Мне удалось слышать только одну лекцию Мерзлякова, именно ту, в которой он разбирал «Дмитрия Донского», и разбирал очень строго и справедливо. Несмотря на убедительные и ясные доказательства профессора, почти все слушатели нашли такой разбор любимой трагедии пристрастным и недоброжелательным, даже осердились за него. Стихи Озерова, после Сумарокова и Княжнина, так обрадовали публику, что она, восхитившись сначала, продолжала семь лет безотчетно ими восхищаться, с благодарностью вспоминая первое впечатление, — и вдруг, публично с кафедры ученый педант — чем был в глазах публики всякий профессор — смеет называть стихи по большей части дрянными, а всю трагедию — нелепостью… Волнение было сильное. Едва ли кто-нибудь из слушателей был так доволен, даже обрадован этой лекцией, как я, потому что лекция очень совпадала с жестоким разбором «Дмитрия Донского», написанным А. С. Шишковым; разбор этот я считал почти во всем справедливым. После чтения был завтрак у Кокошкина, и он, по моей просьбе, познакомил меня с Мерзляковым; я с горячностью высказал ему мое сочувствие и уважение и сообщил о критике Шишкова. В этот же день я видел в первый и последний раз Батюшкова.

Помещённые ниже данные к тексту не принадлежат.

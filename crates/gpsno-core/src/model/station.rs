// ── Station ──
//
// A physical device identified by its hardware address. The same struct
// is used for stored rows, trigger row images, and the normalized form the
// reconciler publishes; `StationDto` is the wire projection.

use chrono::{DateTime, Utc};
use serde::{Deserialize, Serialize};

use super::mac::MacAddress;
use super::nullable;
use crate::error::CoreError;

/// Prefix of the display name derived for stations that arrive without one.
pub const STATION_NAME_PREFIX: &str = "GPS:No Station-";

// ── Configuration ────────────────────────────────────────────────────

/// Radio role of the UWB transceiver.
#[derive(
    Debug,
    Clone,
    Copy,
    PartialEq,
    Eq,
    Hash,
    Default,
    Serialize,
    Deserialize,
    strum::Display,
    strum::EnumString,
)]
#[serde(rename_all = "UPPERCASE", from = "String")]
#[strum(serialize_all = "UPPERCASE", ascii_case_insensitive)]
pub enum UwbMode {
    Anchor,
    Tag,
    #[default]
    Unknown,
}

impl From<String> for UwbMode {
    /// Lenient: surrounding whitespace and case are ignored, anything
    /// unrecognized is `Unknown`.
    fn from(raw: String) -> Self {
        raw.trim().parse().unwrap_or_default()
    }
}

#[derive(Debug, Clone, Default, PartialEq, Eq, Serialize, Deserialize)]
pub struct UwbConfig {
    #[serde(default)]
    pub mode: UwbMode,
}

/// Typed station configuration, stored as `jsonb`.
#[derive(Debug, Clone, Default, PartialEq, Eq, Serialize, Deserialize)]
pub struct StationConfig {
    #[serde(default, skip_serializing_if = "Option::is_none")]
    pub uwb: Option<UwbConfig>,
}

// ── Station ──────────────────────────────────────────────────────────

#[derive(Debug, Clone, PartialEq, Serialize, Deserialize)]
pub struct Station {
    /// Surrogate key; `0` until the row exists.
    #[serde(default)]
    pub id: i64,
    /// As received or stored; see [`Station::normalized`].
    pub mac_address: String,
    #[serde(default, deserialize_with = "nullable")]
    pub topic: String,
    #[serde(default, deserialize_with = "nullable")]
    pub name: String,
    #[serde(default, deserialize_with = "nullable")]
    pub config: StationConfig,
    #[serde(default)]
    pub cluster_id: Option<i64>,
    #[serde(default)]
    pub created_at: Option<DateTime<Utc>>,
    #[serde(default)]
    pub updated_at: Option<DateTime<Utc>>,
    #[serde(default)]
    pub deleted_at: Option<DateTime<Utc>>,
}

impl Station {
    /// A fresh, unsaved station with only its address set.
    pub fn new(mac_address: impl Into<String>) -> Self {
        Self {
            id: 0,
            mac_address: mac_address.into(),
            topic: String::new(),
            name: String::new(),
            config: StationConfig::default(),
            cluster_id: None,
            created_at: None,
            updated_at: None,
            deleted_at: None,
        }
    }

    /// Build an unsaved station from external intent.
    pub fn from_dto(dto: &StationDto) -> Self {
        Self {
            topic: dto.topic.clone(),
            name: dto.name.clone(),
            config: dto.config.clone(),
            cluster_id: dto.cluster_id,
            ..Self::new(dto.mac_address.clone())
        }
    }

    pub fn mac(&self) -> Result<MacAddress, CoreError> {
        MacAddress::parse(&self.mac_address)
    }

    pub fn is_deleted(&self) -> bool {
        self.deleted_at.is_some()
    }

    /// Canonical form: address canonicalized, missing name and topic
    /// derived from it. Normalizing a normalized station is a no-op.
    ///
    /// Fails with `ValidationFailed` when the address is missing or invalid.
    pub fn normalized(&self) -> Result<Self, CoreError> {
        let mac = self.mac()?;
        let name = self.name.trim();
        let topic = self.topic.trim();

        Ok(Self {
            mac_address: mac.to_string(),
            name: if name.is_empty() {
                format!("{STATION_NAME_PREFIX}{}", mac.suffix())
            } else {
                name.to_owned()
            },
            topic: if topic.is_empty() {
                mac.compact()
            } else {
                topic.to_owned()
            },
            ..self.clone()
        })
    }

    /// Apply external intent to a stored station.
    ///
    /// The address never changes. Name and topic left empty by the sender
    /// keep their stored values. Applying intent revives a soft-deleted
    /// station.
    pub fn merged_with(&self, dto: &StationDto) -> Self {
        let keep = |incoming: &str, stored: &str| {
            if incoming.trim().is_empty() {
                stored.to_owned()
            } else {
                incoming.to_owned()
            }
        };

        Self {
            name: keep(&dto.name, &self.name),
            topic: keep(&dto.topic, &self.topic),
            config: dto.config.clone(),
            cluster_id: dto.cluster_id,
            deleted_at: None,
            ..self.clone()
        }
    }

    pub fn to_dto(&self) -> StationDto {
        StationDto {
            mac_address: self.mac_address.clone(),
            topic: self.topic.clone(),
            name: self.name.clone(),
            cluster_id: self.cluster_id,
            config: self.config.clone(),
        }
    }
}

// ── Wire projection ──────────────────────────────────────────────────

/// What a station looks like on the bus.
#[derive(Debug, Clone, Default, PartialEq, Eq, Serialize, Deserialize)]
pub struct StationDto {
    /// Missing or `null` decodes as empty and fails validation, not parsing.
    #[serde(default, deserialize_with = "nullable")]
    pub mac_address: String,
    #[serde(default, deserialize_with = "nullable")]
    pub topic: String,
    #[serde(default, deserialize_with = "nullable")]
    pub name: String,
    #[serde(default)]
    pub cluster_id: Option<i64>,
    #[serde(default, deserialize_with = "nullable")]
    pub config: StationConfig,
}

На репетицию «Мизантропа» я не попал, по каким-то особенным обстоятельствам; но первое представление в бенефис Мочалову, бывшее 15 декабря, я видел и не мог забыть этого спектакля. Он произвел на меня самое приятное и глубокое впечатление: Мочалов и Синецкая доставили мне истинное наслаждение, особенно Мочалов, потому что Синецкая была еще слишком неопытна, а роль требовала искусной и опытной актрисы. Впрочем, ее молодость, прекрасная наружность, благородство во всех движениях, необыкновенная чистота произношения обещали в ней со временем замечательную артистку (что и оправдалось), и публика приняла ее с громким и общим одобрением. Мочалов же был так хорош во всей пиесе, что я лучше его не видел актера в роли Мизантропа. Тогда же, по окончании пиесы, я поспешил с ним познакомиться; я нашел в нем очень доброго человека, любящего свое дело, но понимающего его только по инстинкту. В душе у него было много чувства и огня.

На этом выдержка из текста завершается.